The idea is to get the genes(the genes that were translated, not intergenes) in the vicinity of the genes in the "predicted_gene_blocks.fa" file.

![img](geneblocks.png)

For example, in the above case, the red block is a gene block in our context and we have a modifier, an immunity and a trasnport gene there. We are taking all the genes that are in between them and also around them for a certain radius.



In [None]:
"""
Make the list of lists, where the members are the start and end number of 
gene blocks in the file predicted_gene_blocks.fa
"""

import os
os.chdir('/home/nafizh/try_Iddo_approaches/')

from Bio import SeqIO, SeqFeature
from Bio.SeqRecord import SeqRecord
import os.path

handle = open("predicted_gene_blocks.fa", "rU")
mydict = dict()
myset = set()

# taking out accession number, and their start and end,
# and putting it into a dictionary where key is the 
# accession number and value is a list of lists with start,
# and end numbers
for record in SeqIO.parse(handle, "fasta") :
    temp = record.id.split('|')
    #print temp[0][10:20]
    myset.add(temp[0][10:18])
    if temp[0][10:18] in mydict:
        mydict[temp[0][10:18]] = mydict[temp[0][10:18]] + [temp[2][6:], temp[3][4:]]
    else:
        mydict[temp[0][10:18]] = [temp[2][6:], temp[3][4:]]
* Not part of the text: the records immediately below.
//! WebSocket transport.
//!
//! Thin wrapper around `tokio-tungstenite` providing split reader/writer
//! halves that implement [`FrameSource`] and [`FrameSink`].
//!
//! [`handshake_request`] turns a cable address plus configured headers into
//! the upgrade request; [`connect`] runs the handshake under a deadline and
//! splits the stream.

// Rust guideline compliant 2026-02

use std::borrow::Cow;
use std::time::Duration;

use anyhow::{Context, Result};
use async_trait::async_trait;
use futures_util::{SinkExt, StreamExt};
use tokio_tungstenite::tungstenite;

use super::{Connector, FrameSink, FrameSource, TransportPair};
use crate::config::ClientConfig;
use crate::error::ClientError;

/// Concrete WebSocket stream type (avoids repeating the generic everywhere).
type WsStream = tokio_tungstenite::WebSocketStream<
    tokio_tungstenite::MaybeTlsStream<tokio::net::TcpStream>,
>;

/// Write half of a WebSocket connection.
#[derive(Debug)]
pub struct WsWriter {
    sink: futures_util::stream::SplitSink<WsStream, tungstenite::Message>,
}

#[async_trait]
impl FrameSink for WsWriter {
    async fn send_text(&mut self, text: &str) -> Result<(), ClientError> {
        self.sink
            .send(tungstenite::Message::Text(text.to_string()))
            .await
            .map_err(|e| ClientError::Write(format!("WebSocket send failed: {e}")))
    }

    async fn close(&mut self) -> Result<(), ClientError> {
        self.sink
            .close()
            .await
            .map_err(|e| ClientError::Write(format!("WebSocket close failed: {e}")))
    }
}

/// Read half of a WebSocket connection.
#[derive(Debug)]
pub struct WsReader {
    stream: futures_util::stream::SplitStream<WsStream>,
}

#[async_trait]
impl FrameSource for WsReader {
    /// Control and raw frames are skipped; binary frames must be UTF-8.
    async fn receive(&mut self) -> Option<Result<String, ClientError>> {
        loop {
            match self.stream.next().await {
                Some(Ok(tungstenite::Message::Text(text))) => {
                    return Some(Ok(text.to_string()));
                }
                Some(Ok(tungstenite::Message::Binary(data))) => {
                    return Some(String::from_utf8(data.to_vec()).map_err(|e| {
                        ClientError::Read(format!("binary frame is not UTF-8: {e}"))
                    }));
                }
                Some(Ok(tungstenite::Message::Close(close_frame))) => {
                    log::debug!("[Cable] WebSocket close frame: {:?}", close_frame);
                    return None;
                }
                Some(Ok(
                    tungstenite::Message::Ping(_)
                    | tungstenite::Message::Pong(_)
                    | tungstenite::Message::Frame(_),
                )) => {}
                Some(Err(
                    tungstenite::Error::ConnectionClosed | tungstenite::Error::AlreadyClosed,
                ))
                | None => return None,
                Some(Err(e)) => {
                    return Some(Err(ClientError::Read(format!("WebSocket read error: {e}"))));
                }
            }
        }
    }
}

/// Handshake request for a cable address.
pub type HandshakeRequest = tungstenite::handshake::client::Request;

/// Build the handshake request for `address` with extra `headers`.
///
/// `http(s)://` addresses are dialed as `ws(s)://`; see [`cable_url`].
///
/// # Errors
///
/// Returns an error if the address is not a valid WebSocket URL or a header
/// name or value is malformed.
pub fn handshake_request(address: &str, headers: &[(String, String)]) -> Result<HandshakeRequest> {
    use tungstenite::client::IntoClientRequest;
    use tungstenite::http::{HeaderName, HeaderValue};

    let url: &str = &cable_url(address);
    let mut request = url
        .into_client_request()
        .with_context(|| format!("invalid cable address: {address}"))?;

    let request_headers = request.headers_mut();
    for (name, value) in headers {
        let header: HeaderName = name
            .parse()
            .with_context(|| format!("invalid header name: {name}"))?;
        let value: HeaderValue = value
            .parse()
            .with_context(|| format!("invalid value for header {name}"))?;
        request_headers.insert(header, value);
    }
    Ok(request)
}

/// Perform the handshake for `request`, giving up after `timeout`.
///
/// Returns split (writer, reader) halves.
///
/// # Errors
///
/// Returns an error if the handshake fails or does not complete in time.
pub async fn connect(request: HandshakeRequest, timeout: Duration) -> Result<(WsWriter, WsReader)> {
    let uri = request.uri().clone();
    let Ok(handshake) =
        tokio::time::timeout(timeout, tokio_tungstenite::connect_async(request)).await
    else {
        anyhow::bail!("handshake with {uri} timed out after {timeout:?}");
    };
    let (ws_stream, response) = handshake.with_context(|| format!("handshake with {uri} failed"))?;
    log::debug!("[Cable] Handshake with {} answered {}", uri, response.status());

    let (sink, stream) = ws_stream.split();
    Ok((WsWriter { sink }, WsReader { stream }))
}

/// Map an `http://` or `https://` address onto `ws://` or `wss://`.
///
/// Only the scheme prefix is rewritten; any other address is returned as is.
#[must_use]
pub fn cable_url(address: &str) -> Cow<'_, str> {
    if let Some(rest) = address.strip_prefix("https://") {
        Cow::Owned(format!("wss://{rest}"))
    } else if let Some(rest) = address.strip_prefix("http://") {
        Cow::Owned(format!("ws://{rest}"))
    } else {
        Cow::Borrowed(address)
    }
}

/// [`Connector`] that dials over WebSocket.
#[derive(Debug, Default, Clone, Copy)]
pub struct WsConnector;

#[async_trait]
impl Connector for WsConnector {
    async fn connect(
        &self,
        address: &str,
        config: &ClientConfig,
    ) -> Result<TransportPair, ClientError> {
        let request = handshake_request(address, &config.headers)
            .map_err(|e| ClientError::Connect(format!("{e:#}")))?;
        let uri = request.uri().clone();
        log::debug!("[Cable] Connecting to {}", uri);

        let (writer, reader) = connect(request, config.handshake_timeout())
            .await
            .map_err(|e| ClientError::Connect(format!("{e:#}")))?;

        log::info!("[Cable] WebSocket connected to {}", uri);
        Ok((Box::new(writer), Box::new(reader)))
    }
}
# so that the lists within the list are sorted
# need them sorted because they are start and end of 
# protein sequence 
for key in mydict:
    mydict[key].sort()

print mydict['AE001437']
print mydict['AE016877']

In [None]:
"""
This code should get all the adjacent and in between genes of the genes 
predicted in the "predicted_gene_blocks.fa" file
"""

from Bio import SeqIO, SeqFeature
from Bio.SeqRecord import SeqRecord
import os.path

os.chdir('/home/nafizh/try_Iddo_approaches/all_gbk_files_in_prediction')

def get_genes(input_file, output_file, my_key):
    try:
        """get the desired gene blocks from .gbk files"""
        mysequences = []
        threshold = 1000
        handle = open(input_file)

        # the start position of the gene with lowest starting position
        predicted_gene_block_start = mydict[my_key][0]
        # the end position of the gene with highest ending position
        predicted_gene_block_end = mydict[my_key][-1]


        lower_thres_hold = int(predicted_gene_block_start) - threshold
        upper_thres_hold = int(predicted_gene_block_end) + threshold

        strand_dict = {-1: '-', 1 : '+'}

        seq_record = SeqIO.parse(open(input_file), "genbank").next()
        for feature in seq_record.features:
            if feature.type == 'CDS':
                mystart = feature.location.start.position
                myend = feature.location.end.position
                #print mystart
                #print myend
                if lower_thres_hold <= mystart and myend <= upper_thres_hold and str(mystart + 1) not in mydict[my_key] and str(myend) not in mydict[my_key]:
                    #print "hello"
                    gene_seq = seq_record.seq[mystart : myend]
                    mysequences.append(
                          SeqRecord(gene_seq, id="%s:%d-%d%s" % (seq_record.name,mystart + 1, myend, strand_dict[feature.strand]),
                          description="%s %d-%d %s" % (seq_record.name, mystart + 1, myend, strand_dict[feature.strand])))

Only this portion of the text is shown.